TRY IT: Please repeat the data exactly, leaving nothing out.

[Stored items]

/---

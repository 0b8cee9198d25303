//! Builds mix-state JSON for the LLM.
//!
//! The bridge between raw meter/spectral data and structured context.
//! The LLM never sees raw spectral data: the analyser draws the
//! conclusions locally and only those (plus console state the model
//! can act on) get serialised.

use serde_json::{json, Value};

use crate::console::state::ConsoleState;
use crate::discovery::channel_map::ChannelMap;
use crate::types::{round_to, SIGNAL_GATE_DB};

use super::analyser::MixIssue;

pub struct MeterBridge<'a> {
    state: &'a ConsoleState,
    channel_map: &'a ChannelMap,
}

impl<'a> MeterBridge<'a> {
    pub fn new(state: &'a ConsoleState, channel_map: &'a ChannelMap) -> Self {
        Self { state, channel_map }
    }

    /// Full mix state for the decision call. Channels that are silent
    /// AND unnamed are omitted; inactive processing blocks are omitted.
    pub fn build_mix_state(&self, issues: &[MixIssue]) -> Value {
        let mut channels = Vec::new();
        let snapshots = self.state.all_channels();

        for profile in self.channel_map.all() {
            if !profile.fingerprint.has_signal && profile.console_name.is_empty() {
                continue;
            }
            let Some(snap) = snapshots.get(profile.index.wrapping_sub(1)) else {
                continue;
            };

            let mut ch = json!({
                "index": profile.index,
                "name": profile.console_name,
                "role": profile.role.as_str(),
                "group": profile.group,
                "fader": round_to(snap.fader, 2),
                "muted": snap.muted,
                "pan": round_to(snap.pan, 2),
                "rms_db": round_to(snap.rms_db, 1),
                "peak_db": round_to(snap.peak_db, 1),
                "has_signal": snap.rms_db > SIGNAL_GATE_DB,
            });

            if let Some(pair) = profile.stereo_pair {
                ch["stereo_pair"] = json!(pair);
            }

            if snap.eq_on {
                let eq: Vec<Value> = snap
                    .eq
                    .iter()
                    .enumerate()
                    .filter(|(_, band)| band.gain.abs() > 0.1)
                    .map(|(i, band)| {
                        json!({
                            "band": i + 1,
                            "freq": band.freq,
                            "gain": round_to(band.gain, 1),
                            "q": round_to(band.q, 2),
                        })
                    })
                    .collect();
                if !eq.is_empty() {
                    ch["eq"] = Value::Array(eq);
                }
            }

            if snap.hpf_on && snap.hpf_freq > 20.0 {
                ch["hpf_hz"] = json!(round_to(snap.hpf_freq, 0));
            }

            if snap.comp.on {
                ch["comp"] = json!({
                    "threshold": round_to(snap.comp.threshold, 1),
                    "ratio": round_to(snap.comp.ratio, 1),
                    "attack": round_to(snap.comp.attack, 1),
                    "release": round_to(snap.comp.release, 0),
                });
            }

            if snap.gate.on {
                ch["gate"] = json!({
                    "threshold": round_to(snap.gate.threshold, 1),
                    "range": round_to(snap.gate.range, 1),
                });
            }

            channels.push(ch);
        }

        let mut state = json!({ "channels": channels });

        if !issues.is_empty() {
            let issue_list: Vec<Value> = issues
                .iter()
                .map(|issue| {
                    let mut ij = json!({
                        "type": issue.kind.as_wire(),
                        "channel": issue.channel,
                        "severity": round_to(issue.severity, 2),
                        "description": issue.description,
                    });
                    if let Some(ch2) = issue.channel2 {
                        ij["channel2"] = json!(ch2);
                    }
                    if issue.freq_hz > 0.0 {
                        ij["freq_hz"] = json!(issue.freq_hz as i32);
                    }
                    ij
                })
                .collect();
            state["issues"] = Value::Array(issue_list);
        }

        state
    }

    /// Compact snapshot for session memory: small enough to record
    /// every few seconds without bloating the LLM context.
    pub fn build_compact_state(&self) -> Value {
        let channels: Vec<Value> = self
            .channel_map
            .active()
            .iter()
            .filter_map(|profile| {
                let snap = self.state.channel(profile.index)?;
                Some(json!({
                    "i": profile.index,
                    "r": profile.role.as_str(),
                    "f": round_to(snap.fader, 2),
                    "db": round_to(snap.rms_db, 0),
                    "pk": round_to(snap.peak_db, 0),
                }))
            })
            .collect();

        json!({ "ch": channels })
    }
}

\---

OUTPUT OF THE TASK:
repository 0b8cee9198d25303
//! Builds mix-state JSON for the LLM.
//!
//! The bridge between raw meter/spectral data and structured context.
//! The LLM never sees raw spectral data: the analyser draws the
//! conclusions locally and only those (plus console state the model
//! can act on) get serialised.

use serde_json::{json, Value};

use crate::console::state::ConsoleState;
use crate::discovery::channel_map::ChannelMap;
use crate::types::{round_to, SIGNAL_GATE_DB};

use super::analyser::MixIssue;

pub struct MeterBridge<'a> {
    state: &'a ConsoleState,
    channel_map: &'a ChannelMap,
}

impl<'a> MeterBridge<'a> {
    pub fn new(state: &'a ConsoleState, channel_map: &'a ChannelMap) -> Self {
        Self { state, channel_map }
    }

    /// Full mix state for the decision call. Channels that are silent
    /// AND unnamed are omitted; inactive processing blocks are omitted.
    pub fn build_mix_state(&self, issues: &[MixIssue]) -> Value {
        let mut channels = Vec::new();
        let snapshots = self.state.all_channels();

        for profile in self.channel_map.all() {
            if !profile.fingerprint.has_signal && profile.console_name.is_empty() {
                continue;
            }
            let Some(snap) = snapshots.get(profile.index.wrapping_sub(1)) else {
                continue;
            };

            let mut ch = json!({
                "index": profile.index,
                "name": profile.console_name,
                "role": profile.role.as_str(),
                "group": profile.group,
                "fader": round_to(snap.fader, 2),
                "muted": snap.muted,
                "pan": round_to(snap.pan, 2),
                "rms_db": round_to(snap.rms_db, 1),
                "peak_db": round_to(snap.peak_db, 1),
                "has_signal": snap.rms_db > SIGNAL_GATE_DB,
            });

            if let Some(pair) = profile.stereo_pair {
                ch["stereo_pair"] = json!(pair);
            }

            if snap.eq_on {
                let eq: Vec<Value> = snap
                    .eq
                    .iter()
                    .enumerate()
                    .filter(|(_, band)| band.gain.abs() > 0.1)
                    .map(|(i, band)| {
                        json!({
                            "band": i + 1,
                            "freq": band.freq,
                            "gain": round_to(band.gain, 1),
                            "q": round_to(band.q, 2),
                        })
                    })
                    .collect();
                if !eq.is_empty() {
                    ch["eq"] = Value::Array(eq);
                }
            }

            if snap.hpf_on && snap.hpf_freq > 20.0 {
                ch["hpf_hz"] = json!(round_to(snap.hpf_freq, 0));
            }

            if snap.comp.on {
                ch["comp"] = json!({
                    "threshold": round_to(snap.comp.threshold, 1),
                    "ratio": round_to(snap.comp.ratio, 1),
                    "attack": round_to(snap.comp.attack, 1),
                    "release": round_to(snap.comp.release, 0),
                });
            }

            if snap.gate.on {
                ch["gate"] = json!({
                    "threshold": round_to(snap.gate.threshold, 1),
                    "range": round_to(snap.gate.range, 1),
                });
            }

            channels.push(ch);
        }

        let mut state = json!({ "channels": channels });

        if !issues.is_empty() {
            let issue_list: Vec<Value> = issues
                .iter()
                .map(|issue| {
                    let mut ij = json!({
                        "type": issue.kind.as_wire(),
                        "channel": issue.channel,
                        "severity": round_to(issue.severity, 2),
                        "description": issue.description,
                    });
                    if let Some(ch2) = issue.channel2 {
                        ij["channel2"] = json!(ch2);
                    }
                    if issue.freq_hz > 0.0 {
                        ij["freq_hz"] = json!(issue.freq_hz as i32);
                    }
                    ij
                })
                .collect();
            state["issues"] = Value::Array(issue_list);
        }

        state
    }

    /// Compact snapshot for session memory: small enough to record
    /// every few seconds without bloating the LLM context.
    pub fn build_compact_state(&self) -> Value {
        let channels: Vec<Value> = self
            .channel_map
            .active()
            .iter()
            .filter_map(|profile| {
                let snap = self.state.channel(profile.index)?;
                Some(json!({
                    "i": profile.index,
                    "r": profile.role.as_str(),
                    "f": round_to(snap.fader, 2),
                    "db": round_to(snap.rms_db, 0),
                    "pk": round_to(snap.peak_db, 0),
                }))
            })
            .collect();

        json!({ "ch": channels })
    }
}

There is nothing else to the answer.